As with other posts in this series, these #booksread2022 posts go anywhere from a few weeks to a month after I’ve read them. I read this particular book last week, though! 


Back when I made a trip to the United States in 2019, I asked at several bookstores about James Gurney’s Dinotopia books, and the response was always the same: the shop owners knew exactly what I was talking about, but told me that they hadn’t seen a copy in quite some time. The only way to get copies was online, as it turned out, but knowing my son’s obsession with dinosaurs was unlikely to wane anytime soon, I ordered a few of them second-hand. 

My son flipped through them, absorbed by the art, but he was a bit young for me to read the stories in them to him at the time, so I put it off until now. However, this past week I read to him the first book of the series, Dinotopia: A Land Apart from Time. We were, as before, mesmerized by the art: Gurney’s illustrations of a world where humans and dinosaurs live in utopian harmony are absolutely captivating, as I already knew long before acquiring the books: I’d gotten my wife a few books of Gurney’s on the techniques of illustration and painting, and some of the art from the series appears in those volumes as well. 
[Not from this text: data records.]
//! One-shot hardware peripheral initialization.
//!
//! Configures the LEDC power stage, the LED GPIOs, the probe buses and the
//! host UART, then hands back typed drivers.  Called once from `main()` before
//! the loop starts.  Pin numbers come from [`crate::pins`].

use esp_idf_svc::hal::delay::Ets;
use esp_idf_svc::hal::gpio::{
    AnyIOPin, AnyInputPin, AnyOutputPin, InputOutput, Output, PinDriver, Pull,
};
use esp_idf_svc::hal::peripherals::Peripherals;
use esp_idf_svc::hal::uart::{UART0, UartDriver, config::Config as UartConfig};
use esp_idf_svc::hal::units::Hertz;
use esp_idf_svc::sys::{
    EspError, ledc_channel_t_LEDC_CHANNEL_0, ledc_channel_t_LEDC_CHANNEL_1,
    ledc_channel_t_LEDC_CHANNEL_2,
};
use log::{info, warn};
use one_wire_bus::OneWire;

use crate::adapters::hardware::HardwareAdapter;
use crate::config::SystemConfig;
use crate::drivers::ledc::{self, LedcChannel};
use crate::error::HwInitError;
use crate::pins;
use crate::sensors::Probes;
use crate::sensors::dallas::DallasProbe;

pub type PwmChannel = LedcChannel;
pub type LedPin = PinDriver<'static, AnyOutputPin, Output>;
pub type ProbePin = PinDriver<'static, AnyIOPin, InputOutput>;
pub type Probe = DallasProbe<ProbePin, Ets>;

/// Everything the loop needs from the board.
pub struct Board {
    pub hardware: HardwareAdapter<PwmChannel, LedPin>,
    pub probes: Probes<Probe>,
    pub uart: UartDriver<'static>,
}

pub fn init_board(peripherals: Peripherals, config: &SystemConfig) -> Result<Board, HwInitError> {
    let hardware = init_outputs()?;
    let probes = init_probes(config)?;
    let uart = init_uart(peripherals.uart0, config)?;
    info!("hw_init: all peripherals configured");
    Ok(Board {
        hardware,
        probes,
        uart,
    })
}

// ── LEDC PWM + LEDs ──────────────────────────────────────────

fn init_outputs() -> Result<HardwareAdapter<PwmChannel, LedPin>, HwInitError> {
    let gpio_err = |e: EspError| HwInitError::GpioConfigFailed(e.code());

    ledc::init_timer()?;
    let heater1 = LedcChannel::new(ledc_channel_t_LEDC_CHANNEL_0, pins::HEATER1_PWM_GPIO)?;
    let heater2 = LedcChannel::new(ledc_channel_t_LEDC_CHANNEL_1, pins::HEATER2_PWM_GPIO)?;
    let cooler = LedcChannel::new(ledc_channel_t_LEDC_CHANNEL_2, pins::COOLER_PWM_GPIO)?;

    // SAFETY: each GPIO number below is claimed exactly once, here, and the
    // pin peripherals are never taken through `Peripherals::pins`.
    let (red, green) = unsafe {
        (
            AnyOutputPin::new(pins::LED_RED_GPIO),
            AnyOutputPin::new(pins::LED_GREEN_GPIO),
        )
    };
    let red = PinDriver::output(red).map_err(gpio_err)?;
    let green = PinDriver::output(green).map_err(gpio_err)?;

    info!("hw_init: LEDC configured (heater1=CH0, heater2=CH1, cooler=CH2)");
    Ok(HardwareAdapter::new(heater1, heater2, cooler, red, green))
}

// ── One-wire probes ──────────────────────────────────────────

fn init_probes(config: &SystemConfig) -> Result<Probes<Probe>, HwInitError> {
    let probe = |gpio: i32, name: &'static str| -> Result<Probe, HwInitError> {
        // SAFETY: one claim per probe GPIO, see `init_outputs`.
        let pin = unsafe { AnyIOPin::new(gpio) };
        let mut pin = PinDriver::input_output_od(pin)
            .map_err(|e| HwInitError::GpioConfigFailed(e.code()))?;
        if let Err(e) = pin.set_pull(Pull::Up) {
            warn!("hw_init: {name} probe pull-up not set ({e})");
        }
        let bus = OneWire::new(pin).map_err(|_| HwInitError::ProbeBusFailed(gpio))?;
        Ok(DallasProbe::new(name, bus, Ets, config.probe_resolution_bits))
    };

    let probes = Probes {
        room: probe(pins::ROOM_PROBE_GPIO, "room")?,
        heater1: probe(pins::HEATER1_PROBE_GPIO, "heater1")?,
        heater2: probe(pins::HEATER2_PROBE_GPIO, "heater2")?,
    };
    info!(
        "hw_init: DS18B20 buses on GPIO {}/{}/{} at {}-bit",
        pins::ROOM_PROBE_GPIO,
        pins::HEATER1_PROBE_GPIO,
        pins::HEATER2_PROBE_GPIO,
        config.probe_resolution_bits
    );
    Ok(probes)
}

// ── Host UART ────────────────────────────────────────────────

fn init_uart(
    uart: UART0,
    config: &SystemConfig,
) -> Result<UartDriver<'static>, HwInitError> {
    // SAFETY: the host link pins are claimed once, here.
    let (tx, rx) = unsafe {
        (
            AnyOutputPin::new(pins::HOST_UART_TX_GPIO),
            AnyInputPin::new(pins::HOST_UART_RX_GPIO),
        )
    };
    let driver = UartDriver::new(
        uart,
        tx,
        rx,
        Option::<AnyIOPin>::None,
        Option::<AnyIOPin>::None,
        &UartConfig::default().baudrate(Hertz(config.uart_baud)),
    )
    .map_err(|e| HwInitError::UartInitFailed(e.code()))?;
    info!("hw_init: host UART0 at {} baud", config.uart_baud);
    Ok(driver)
}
The story, though, deserves some praise too. There’s a lot of interesting stuff going on here: Gurney envisions a world that would be utopian in. contrast even to ours today, but which ought to feel unthinkable for the time period in which it’s set (in the 1860s). Yet somehow—I think by the power of the art, and because the text is in itself actually quite short, it holds together nicely. Dinotopia is a multiethnic utopia, and while it’s not exactly multicultural, it has its own unique culture, distinct from the rest of humanity in that time and cleverly particular to its own circumstances… but the presence of the dinosaurs and their influence on the humans who live on the isle is more than enough to dispel any questions that might bubble up from a more cynical reader’s mind about whether a British naturalist in the 1860s would really have held Africans and Irish folk on the Isle in as high regard as the narrator does. 
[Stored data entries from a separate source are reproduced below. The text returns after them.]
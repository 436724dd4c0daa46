//! Indicator LED on a plain GPIO.
//!
//! The pin's own output latch is the source of truth for the current
//! level, read back through `StatefulOutputPin`.  A pin error is logged
//! and treated as "off".

use embedded_hal::digital::StatefulOutputPin;
use log::warn;

pub struct StatusLed<P> {
    name: &'static str,
    pin: P,
}

impl<P: StatefulOutputPin> StatusLed<P> {
    pub fn new(name: &'static str, pin: P) -> Self {
        Self { name, pin }
    }

    pub fn is_on(&mut self) -> bool {
        match self.pin.is_set_high() {
            Ok(level) => level,
            Err(e) => {
                warn!("{} LED: read-back failed: {:?}", self.name, e);
                false
            }
        }
    }

    pub fn set(&mut self, on: bool) {
        let result = if on {
            self.pin.set_high()
        } else {
            self.pin.set_low()
        };
        if let Err(e) = result {
            warn!("{} LED: write failed: {:?}", self.name, e);
        }
    }

    pub fn off(&mut self) {
        self.set(false);
    }
}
At times, I wasn’t sure whether my son was actually following the story: Gurney’s written it in the voice of the nineteenth-century naturalist who does most of the narrating. However, whenever I paused to ask him a question, he always turned to me and responded in a way that suggested he was paying attention, even if he was staring off into space. When we reached the end of the book, I suggested we read something else, assuming he would want a break from a text with language so challenging that I had to pause and clarify vocabulary for him quite often, but he immediately told me he wanted to read “the next one.” 

Happily, we do have that next one—Dinotopia: The World Beneath—but I talked him into reading other things first. (I could use a break from all the vocabulary explaining myself.) That said, I’m already planning for us to get the other two illustrated volumes soon, because I’m quite certain he’ll want to dive into them as soon as we finished The World Beneath.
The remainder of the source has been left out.